- Exercise:
The following data has a line with "caller chooses the" and a line with "pub fn extract_raw_text(&self, image_base64: &str)". Write out exactly those lines and all the lines between them.

Saved data entries:

//! Extraction Dispatcher: one image plus one category in, one typed
//! payload out.
//!
//! This is the seam where OCR providers are swapped and categories are
//! added: the dispatcher looks the category up in the registry, sends the
//! registered prompt through the `VisionModelClient`, and normalizes the
//! answer. Passbooks additionally run through balance reconciliation; every
//! other registered category returns the model's object as-is.

use std::sync::Arc;

use chrono::Local;
use serde_json::Value;

use super::error::ExtractionError;
use super::reconcile;
use super::registry;
use super::vision::{parse_model_json, VisionModelClient};
use super::prompts;
use crate::models::{DocumentCategory, PassbookTransaction};

/// Per-call extraction knobs.
#[derive(Debug, Clone, Copy, Default)]
pub struct ExtractOptions {
    pub include_handwriting: bool,
}

/// Normalized extraction result, tagged by shape.
///
/// The tag lives only inside the pipeline; at the store boundary the payload
/// flattens back into the open `extracted_data` mapping.
#[derive(Debug, Clone)]
pub enum ExtractedPayload {
    /// Reconciled passbook ledger.
    Passbook {
        transactions: Vec<PassbookTransaction>,
        balances_consistent: bool,
    },
    /// Schema-shaped object for certificate-like categories.
    Structured(serde_json::Map<String, Value>),
    /// Raw-text fallback for categories without a schema.
    RawText(String),
}

impl ExtractedPayload {
    /// Flatten into the open mapping stored on a `ProcessedDocument`.
    pub fn into_value(self) -> Value {
        match self {
            Self::Passbook { transactions, .. } => {
                serde_json::to_value(transactions).unwrap_or(Value::Array(Vec::new()))
            }
            Self::Structured(map) => Value::Object(map),
            Self::RawText(text) => {
                let mut map = serde_json::Map::new();
                map.insert("raw_text".to_string(), Value::String(text));
                Value::Object(map)
            }
        }
    }

    /// Consistency signal, present only for passbook payloads.
    pub fn balances_consistent(&self) -> Option<bool> {
        match self {
            Self::Passbook {
                balances_consistent,
                ..
            } => Some(*balances_consistent),
            _ => None,
        }
    }
}

pub struct ExtractionDispatcher {
    client: Arc<dyn VisionModelClient>,
}

impl ExtractionDispatcher {
    pub fn new(client: Arc<dyn VisionModelClient>) -> Self {
        Self { client }
    }

    /// Extract structured data for a classified document image.
    ///
    /// Fails with `UnsupportedCategory` when no schema is registered; the
    /// caller chooses the fallback (see `extract_raw_text`).
    pub fn extract(
        &self,
        image_base64: &str,
        category: DocumentCategory,
        options: ExtractOptions,
    ) -> Result<ExtractedPayload, ExtractionError> {
        let today = Local::now().date_naive();
        let prompt = registry::extraction_prompt(category, today, options.include_handwriting)
            .ok_or(ExtractionError::UnsupportedCategory(category))?;

        let response = self.client.generate(&prompt, image_base64)?;
        let value =
            parse_model_json(&response).map_err(ExtractionError::ResponseParsing)?;

        if category == DocumentCategory::Passbook {
            Self::normalize_passbook(value)
        } else {
            match value {
                Value::Object(map) => Ok(ExtractedPayload::Structured(map)),
                other => Err(ExtractionError::ResponseParsing(format!(
                    "expected a JSON object for {category}, got {other}"
                ))),
            }
        }
    }

    /// Generic text extraction for categories without a registered schema.
    pub fn extract_raw_text(&self, image_base64: &str) -> Result<ExtractedPayload, ExtractionError> {
        let response = self.client.generate(prompts::RAW_TEXT_PROMPT, image_base64)?;
        let text = match parse_model_json(&response) {
            Ok(value) => value
                .get("raw_text")
                .and_then(Value::as_str)
                .map(str::to_string)
                .unwrap_or_else(|| value.to_string()),
            // Plain text instead of the requested JSON still counts here.
            Err(_) => response,
        };
        Ok(ExtractedPayload::RawText(text))
    }

    /// Parse the extracted ledger array and run it through reconciliation.
    fn normalize_passbook(value: Value) -> Result<ExtractedPayload, ExtractionError> {
        let rows = match value {
            Value::Array(rows) => rows,
            other => {
                return Err(ExtractionError::ResponseParsing(format!(
                    "expected a JSON array of transactions, got {other}"
                )))
            }
        };

        // Lenient per-row parse: a single garbled row should not void the page.
        let parsed: Vec<PassbookTransaction> = rows
            .into_iter()
            .filter_map(|row| serde_json::from_value(row).ok())
            .collect();

        let report = reconcile::reconcile(parsed);
        if !report.balances_consistent {
            tracing::warn!("残高検算が一致しませんでした");
        }

        Ok(ExtractedPayload::Passbook {
            transactions: report.transactions,
            balances_consistent: report.balances_consistent,
        })
    }
}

- Output of the task:
    /// caller chooses the fallback (see `extract_raw_text`).
    pub fn extract(
        &self,
        image_base64: &str,
        category: DocumentCategory,
        options: ExtractOptions,
    ) -> Result<ExtractedPayload, ExtractionError> {
        let today = Local::now().date_naive();
        let prompt = registry::extraction_prompt(category, today, options.include_handwriting)
            .ok_or(ExtractionError::UnsupportedCategory(category))?;

        let response = self.client.generate(&prompt, image_base64)?;
        let value =
            parse_model_json(&response).map_err(ExtractionError::ResponseParsing)?;

        if category == DocumentCategory::Passbook {
            Self::normalize_passbook(value)
        } else {
            match value {
                Value::Object(map) => Ok(ExtractedPayload::Structured(map)),
                other => Err(ExtractionError::ResponseParsing(format!(
                    "expected a JSON object for {category}, got {other}"
                ))),
            }
        }
    }

    /// Generic text extraction for categories without a registered schema.
    pub fn extract_raw_text(&self, image_base64: &str) -> Result<ExtractedPayload, ExtractionError> {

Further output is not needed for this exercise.